Procedural Building Generation
To place the houses within each Chunk, we first sample a random width and depth and iterate through each block of the xz plane in the chunk. For each block, we check that the projected space for house’s foundation (add width along the x-axis, depth along the z-axis) is the same height; we don’t want to place a home on an uneven surface. If we find a suitable placement, we add a small buffer so that the homes are not directly next to one another and repeat the height checking.

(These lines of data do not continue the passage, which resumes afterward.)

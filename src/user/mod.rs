//! Users, sessions and password handling
//!
//! Usernames own accounts; a session backs each issued refresh token.

pub mod models;
pub mod password;
pub mod repository;
pub mod validation;

pub use models::{NewSession, NewUser, Session, User};
pub use password::{PasswordError, check_password, hash_password};
pub use repository::{SessionRepository, UserRepository};
pub use validation::{Currency, ValidationError};
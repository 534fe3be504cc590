//! Ledger transfer engine
//!
//! Moves money between two accounts as one all-or-nothing unit of work.
//!
//! # Architecture
//!
//! ```text
//! handler ──▶ TransferEngine::execute ──▶ run_in_transaction ──▶ LedgerTx ──▶ PostgreSQL
//!                                                                    │
//!                                                        MemoryLedgerStore (tests)
//! ```
//!
//! # Safety Invariants
//!
//! 1. **Single Transaction**: the transfer row, both entries and both balance
//!    increments commit together or not at all
//! 2. **Lock Ordering**: balance rows are locked lower account id first, for
//!    every transfer, so two transfers can never wait on each other in a cycle
//! 3. **Relative Increment**: balances change by `balance + delta` under the
//!    row lock, never by writing back a value read earlier
//! 4. **No Retries**: failures surface to the caller; the engine never retries

pub mod engine;
pub mod error;
pub mod memory;
pub mod models;
pub mod postgres;
pub mod queries;
pub mod store;

// Re-exports for convenience
pub use engine::{CallContext, TransferEngine};
pub use error::{StoreError, TransferError};
pub use memory::MemoryLedgerStore;
pub use models::{
    Account, BalanceAdjustment, Entry, Transfer, TransferParams, TransferResult,
};
pub use postgres::PgLedgerStore;
pub use queries::LedgerQueries;
pub use store::{LedgerStore, LedgerTx, run_in_transaction};
pub mod handlers;
pub mod middleware;
pub mod openapi;
pub mod state;
pub mod types;

use anyhow::{Context, Result};
use axum::{
    Router,
    middleware::from_fn_with_state,
    routing::{get, post},
};
use std::sync::Arc;
use tokio::net::TcpListener;

use utoipa::OpenApi;
use utoipa_swagger_ui::SwaggerUi;

use crate::config::GatewayConfig;
use state::AppState;

/// Assemble every route. Account and transfer routes sit behind bearer auth.
pub fn build_router(state: Arc<AppState>) -> Router {
    // ==========================================================================
    // Public Routes (no auth required)
    // ==========================================================================
    let public_routes = Router::new()
        .route("/users", post(handlers::create_user))
        .route("/users/login", post(handlers::login_user))
        .route("/tokens/renew_access", post(handlers::renew_access_token))
        .route("/health", get(handlers::health_check));

    // ==========================================================================
    // Protected Routes (bearer token required)
    // ==========================================================================
    let protected_routes = Router::new()
        .route(
            "/accounts",
            post(handlers::create_account)
                .get(handlers::list_accounts)
                .patch(handlers::update_account),
        )
        .route(
            "/accounts/{id}",
            get(handlers::get_account).delete(handlers::delete_account),
        )
        .route("/transfers", post(handlers::create_transfer))
        .layer(from_fn_with_state(
            state.clone(),
            middleware::bearer_auth_middleware,
        ));

    Router::new()
        .nest("/api/v1", public_routes.merge(protected_routes))
        .with_state(state)
        // Stateless, added after with_state
        .merge(SwaggerUi::new("/docs").url("/api-docs/openapi.json", openapi::ApiDoc::openapi()))
}

/// Bind and serve until the process is stopped
pub async fn run_server(config: &GatewayConfig, state: Arc<AppState>) -> Result<()> {
    let app = build_router(state);

    let addr = format!("{}:{}", config.host, config.port);
    let listener = TcpListener::bind(&addr)
        .await
        .with_context(|| format!("Failed to bind to {} (port already in use?)", addr))?;

    tracing::info!("Gateway listening on http://{}", addr);
    tracing::info!("API Docs: http://{}/docs", addr);

    axum::serve(listener, app)
        .with_graceful_shutdown(shutdown_signal())
        .await
        .context("Server error")?;

    tracing::info!("Gateway stopped");
    Ok(())
}

async fn shutdown_signal() {
    if let Err(e) = tokio::signal::ctrl_c().await {
        tracing::error!(error = %e, "Failed to listen for shutdown signal");
        std::future::pending::<()>().await;
    }
    tracing::info!("Shutdown signal received");
}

Next, the house object is materialized with the rest of the Chunk blocks. The texture of the house is determined by its height which is also randomly generated. If the height is less than or equal to a certain constant, it’s considered a small house and given a random color for walls and an overhangging roof. If the height is greater, it’s considered a tall building and given brick texture.
Block Textures
While creating meshes for each chunk, we assign UV coordinates to each face in accordance with the block type. In particular, we actually have a 3D UVW space, where W selects which block texture to use. We wrote a simple shader which uses this W coordinate to select the texture to sample from a texture array, and then forwards the UV sampled color from the selected texture to a standard Unity Shader.
Player Movement
There is a player in the world which is controlled by the WASD keys. It can jump around with gravity but can also switch to a flying mode by double tapping jump (space bar). The player interacts with all the blocks in the world through collisions.
Multithreading
Even with our mesh generation optimizations (only showing faces which are not covered by another block), this was still too slow to generate many chunks at 60fps. Thus, we offloaded generation work onto other threads. By default, we use two threads to materialize chunks, and two threads to generate meshes. We synchronized this using an AsyncQueue synchronization structure we created, which is basically a thread-safe channel which performs computation on data before passing it into the output. This way, all shared data outside the channel input/output is immutable and the main thread never sleeps, so we cannot have synchronization issues or deadlock.
Preliminary Results
World terrain with randomized buildings
The preliminary results are definitely promising. We have terrain of different heights, player movement, basic building generation, and multithreading. The video is a better demonstration of our results.
Updated Schedule
Basic Voronoi diagram
We are doing good on progress relative to our original schedule. For the next two weeks, we will be working on advanced city generation and our aspirational goals. One implementation we will be looking into are Voronoi diagrams to create the main roads of our world. These diagrams also split the world into natural “neighborhoods” for us to place buildings.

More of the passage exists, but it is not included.